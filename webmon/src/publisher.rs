//! ヘルスイベントPublisher
//!
//! ターゲットごとに チェック → エンコード → 送信 を行う。送信はブローカーの
//! 受領確認まで待つ。1件の送信失敗はログに残して破棄し、残りのターゲットは続行する。

use std::sync::Arc;
use std::time::Duration;

use bytes::Bytes;
use futures::{stream, StreamExt};
use tracing::{debug, error, info};
use webmon_common::{protocol, CheckResult, CommonError};

use crate::bus::EventSink;
use crate::health::HealthChecker;
use crate::shutdown::ShutdownController;

/// 1回分（または累計）の送信結果
#[derive(Debug, Default, Clone, Copy, PartialEq, Eq)]
pub struct PublishSummary {
    /// ブローカーが受領したイベント数
    pub published: usize,
    /// うち到達できなかったターゲットのイベント数
    pub unreachable: usize,
    /// 送信に失敗して破棄したイベント数
    pub dropped: usize,
}

impl PublishSummary {
    fn merge(&mut self, other: PublishSummary) {
        self.published += other.published;
        self.unreachable += other.unreachable;
        self.dropped += other.dropped;
    }
}

enum Outcome {
    Published { reachable: bool },
    Dropped,
}

/// ヘルスイベントPublisher
pub struct Publisher {
    checker: HealthChecker,
    sink: Arc<dyn EventSink>,
    topic: String,
    max_concurrency: usize,
}

impl Publisher {
    /// 新しいPublisherを作成（逐次処理）
    pub fn new(checker: HealthChecker, sink: Arc<dyn EventSink>, topic: impl Into<String>) -> Self {
        Self {
            checker,
            sink,
            topic: topic.into(),
            max_concurrency: 1,
        }
    }

    /// 同時にチェックするターゲット数を設定
    ///
    /// 結果は常にターゲットの順序で送信される。
    pub fn with_max_concurrency(mut self, max_concurrency: usize) -> Self {
        self.max_concurrency = max_concurrency.max(1);
        self
    }

    /// 全ターゲットを1回ずつ処理する
    pub async fn run(&self, targets: &[String]) -> PublishSummary {
        info!(
            targets = targets.len(),
            topic = %self.topic,
            pattern = self.checker.has_pattern(),
            "Starting health check pass"
        );

        // チェックだけを並行させ、送信はターゲット順に1件ずつ行う
        let outcomes: Vec<Outcome> = stream::iter(targets)
            .map(|url| async move { (url, self.checker.check(url).await) })
            .buffered(self.max_concurrency)
            .then(|(url, checked)| self.publish(url, checked))
            .collect()
            .await;

        let mut summary = PublishSummary::default();
        for outcome in outcomes {
            match outcome {
                Outcome::Published { reachable } => {
                    summary.published += 1;
                    if !reachable {
                        summary.unreachable += 1;
                    }
                }
                Outcome::Dropped => summary.dropped += 1,
            }
        }

        info!(
            published = summary.published,
            unreachable = summary.unreachable,
            dropped = summary.dropped,
            "Health check pass completed"
        );
        summary
    }

    /// シャットダウンが要求されるまで一定間隔で繰り返す
    ///
    /// 実行中のパスは最後まで完了させる。戻り値は全パスの累計。
    pub async fn run_periodic(
        &self,
        targets: &[String],
        interval: Duration,
        shutdown: &ShutdownController,
    ) -> PublishSummary {
        let mut total = PublishSummary::default();
        loop {
            total.merge(self.run(targets).await);
            if shutdown.is_shutdown_requested() {
                break;
            }
            tokio::select! {
                _ = tokio::time::sleep(interval) => {}
                _ = shutdown.wait() => break,
            }
        }
        info!(published = total.published, dropped = total.dropped, "Publisher stopped");
        total
    }

    async fn publish(
        &self,
        url: &str,
        checked: Result<CheckResult, CommonError>,
    ) -> Outcome {
        let result = match checked {
            Ok(result) => result,
            Err(e) => {
                error!(url = %url, error = %e, "Skipping invalid target");
                return Outcome::Dropped;
            }
        };

        let payload = Bytes::from(protocol::encode(&result));
        match self.sink.publish(&self.topic, payload).await {
            Ok(()) => {
                debug!(url = %url, topic = %self.topic, "Health event published");
                Outcome::Published {
                    reachable: result.is_reachable(),
                }
            }
            Err(e) => {
                error!(url = %url, topic = %self.topic, error = %e, "Dropping health event");
                Outcome::Dropped
            }
        }
    }
}

#[cfg(test)]
mod tests {
    use super::*;
    use crate::bus::MemoryBus;
    use crate::error::BusError;
    use async_trait::async_trait;
    use std::sync::atomic::{AtomicUsize, Ordering};
    use std::sync::Mutex;
    use webmon_common::config::CheckerSettings;
    use wiremock::matchers::{method, path};
    use wiremock::{Mock, MockServer, ResponseTemplate};

    fn checker() -> HealthChecker {
        HealthChecker::new(
            &CheckerSettings {
                timeout_secs: 2,
                ..CheckerSettings::default()
            },
            None,
        )
        .unwrap()
    }

    fn unreachable_url() -> String {
        let listener = std::net::TcpListener::bind("127.0.0.1:0").unwrap();
        format!("http://{}/", listener.local_addr().unwrap())
    }

    /// 指定した回目の送信だけ失敗するSink
    struct FlakySink {
        fail_on: usize,
        calls: Mutex<usize>,
        delivered: Mutex<Vec<Bytes>>,
    }

    #[async_trait]
    impl EventSink for FlakySink {
        async fn publish(&self, _topic: &str, payload: Bytes) -> Result<(), BusError> {
            let call = {
                let mut calls = self.calls.lock().unwrap();
                *calls += 1;
                *calls
            };
            if call == self.fail_on {
                return Err(BusError::Publish("broker rejected message".to_string()));
            }
            self.delivered.lock().unwrap().push(payload);
            Ok(())
        }
    }

    #[tokio::test]
    async fn test_run_publishes_one_event_per_target_in_order() {
        let mock = MockServer::start().await;
        Mock::given(method("GET"))
            .and(path("/up"))
            .respond_with(ResponseTemplate::new(200))
            .mount(&mock)
            .await;

        let targets = vec![format!("{}/up", mock.uri()), unreachable_url()];
        let bus = MemoryBus::new();
        let publisher = Publisher::new(checker(), Arc::new(bus.clone()), "health");

        let summary = publisher.run(&targets).await;

        assert_eq!(
            summary,
            PublishSummary {
                published: 2,
                unreachable: 1,
                dropped: 0
            }
        );
        let messages = bus.pending("health");
        assert_eq!(messages.len(), 2);
        let first = protocol::decode(&messages[0]).unwrap();
        let second = protocol::decode(&messages[1]).unwrap();
        assert_eq!(first.url(), targets[0]);
        assert_eq!(first.status_code(), Some(200));
        // 到達できなくてもイベントは送信される
        assert_eq!(second.url(), targets[1]);
        assert!(!second.is_reachable());
    }

    #[tokio::test]
    async fn test_send_failure_drops_only_that_event() {
        let targets = vec![unreachable_url(), unreachable_url(), unreachable_url()];
        let sink = Arc::new(FlakySink {
            fail_on: 2,
            calls: Mutex::new(0),
            delivered: Mutex::new(Vec::new()),
        });
        let publisher = Publisher::new(checker(), sink.clone(), "health");

        let summary = publisher.run(&targets).await;

        assert_eq!(summary.published, 2);
        assert_eq!(summary.dropped, 1);
        let delivered = sink.delivered.lock().unwrap();
        let urls: Vec<String> = delivered
            .iter()
            .map(|p| protocol::decode(p).unwrap().url().to_string())
            .collect();
        assert_eq!(urls, vec![targets[0].clone(), targets[2].clone()]);
    }

    #[tokio::test]
    async fn test_concurrent_run_keeps_target_order() {
        let mock = MockServer::start().await;
        Mock::given(method("GET"))
            .and(path("/slow"))
            .respond_with(ResponseTemplate::new(200).set_delay(Duration::from_millis(300)))
            .mount(&mock)
            .await;
        Mock::given(method("GET"))
            .and(path("/fast"))
            .respond_with(ResponseTemplate::new(204))
            .mount(&mock)
            .await;

        let targets = vec![format!("{}/slow", mock.uri()), format!("{}/fast", mock.uri())];
        let bus = MemoryBus::new();
        let publisher =
            Publisher::new(checker(), Arc::new(bus.clone()), "health").with_max_concurrency(4);

        publisher.run(&targets).await;

        let statuses: Vec<Option<u16>> = bus
            .pending("health")
            .iter()
            .map(|p| protocol::decode(p).unwrap().status_code())
            .collect();
        assert_eq!(statuses, vec![Some(200), Some(204)]);
    }

    /// 同時に実行中の送信数の最大値を記録するSink
    #[derive(Default)]
    struct OverlapSink {
        in_flight: AtomicUsize,
        max_in_flight: AtomicUsize,
        delivered: Mutex<Vec<Bytes>>,
    }

    #[async_trait]
    impl EventSink for OverlapSink {
        async fn publish(&self, _topic: &str, payload: Bytes) -> Result<(), BusError> {
            let now = self.in_flight.fetch_add(1, Ordering::SeqCst) + 1;
            self.max_in_flight.fetch_max(now, Ordering::SeqCst);
            tokio::time::sleep(Duration::from_millis(30)).await;
            self.delivered.lock().unwrap().push(payload);
            self.in_flight.fetch_sub(1, Ordering::SeqCst);
            Ok(())
        }
    }

    #[tokio::test]
    async fn test_concurrent_checks_publish_one_at_a_time() {
        let mock = MockServer::start().await;
        Mock::given(method("GET"))
            .and(path("/slow"))
            .respond_with(ResponseTemplate::new(200).set_delay(Duration::from_millis(200)))
            .mount(&mock)
            .await;
        Mock::given(method("GET"))
            .and(path("/fast"))
            .respond_with(ResponseTemplate::new(204))
            .mount(&mock)
            .await;

        let targets = vec![
            format!("{}/slow", mock.uri()),
            format!("{}/fast", mock.uri()),
            format!("{}/fast", mock.uri()),
        ];
        let sink = Arc::new(OverlapSink::default());
        let publisher = Publisher::new(checker(), sink.clone(), "health").with_max_concurrency(3);

        let summary = publisher.run(&targets).await;

        assert_eq!(summary.published, 3);
        assert_eq!(sink.max_in_flight.load(Ordering::SeqCst), 1);
        let statuses: Vec<Option<u16>> = sink
            .delivered
            .lock()
            .unwrap()
            .iter()
            .map(|p| protocol::decode(p).unwrap().status_code())
            .collect();
        assert_eq!(statuses, vec![Some(200), Some(204), Some(204)]);
    }

    #[tokio::test]
    async fn test_run_periodic_stops_on_shutdown() {
        let targets = vec![unreachable_url()];
        let bus = MemoryBus::new();
        let publisher = Publisher::new(checker(), Arc::new(bus.clone()), "health");
        let shutdown = ShutdownController::default();

        let stopper = shutdown.clone();
        tokio::spawn(async move {
            tokio::time::sleep(Duration::from_millis(200)).await;
            stopper.request_shutdown();
        });

        let total = tokio::time::timeout(
            Duration::from_secs(5),
            publisher.run_periodic(&targets, Duration::from_secs(60), &shutdown),
        )
        .await
        .expect("periodic run should stop on shutdown");

        assert_eq!(total.published, 1);
        assert_eq!(bus.pending("health").len(), 1);
    }
}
*****
| Exercise objective |
Repeat the entries above exactly, beginning at their first line and ending with the line that contains "use crate::bus::EventSink;", with nothing added.

| Response area |
filename webmon/src/publisher.rs
//! ヘルスイベントPublisher
//!
//! ターゲットごとに チェック → エンコード → 送信 を行う。送信はブローカーの
//! 受領確認まで待つ。1件の送信失敗はログに残して破棄し、残りのターゲットは続行する。

use std::sync::Arc;
use std::time::Duration;

use bytes::Bytes;
use futures::{stream, StreamExt};
use tracing::{debug, error, info};
use webmon_common::{protocol, CheckResult, CommonError};

use crate::bus::EventSink;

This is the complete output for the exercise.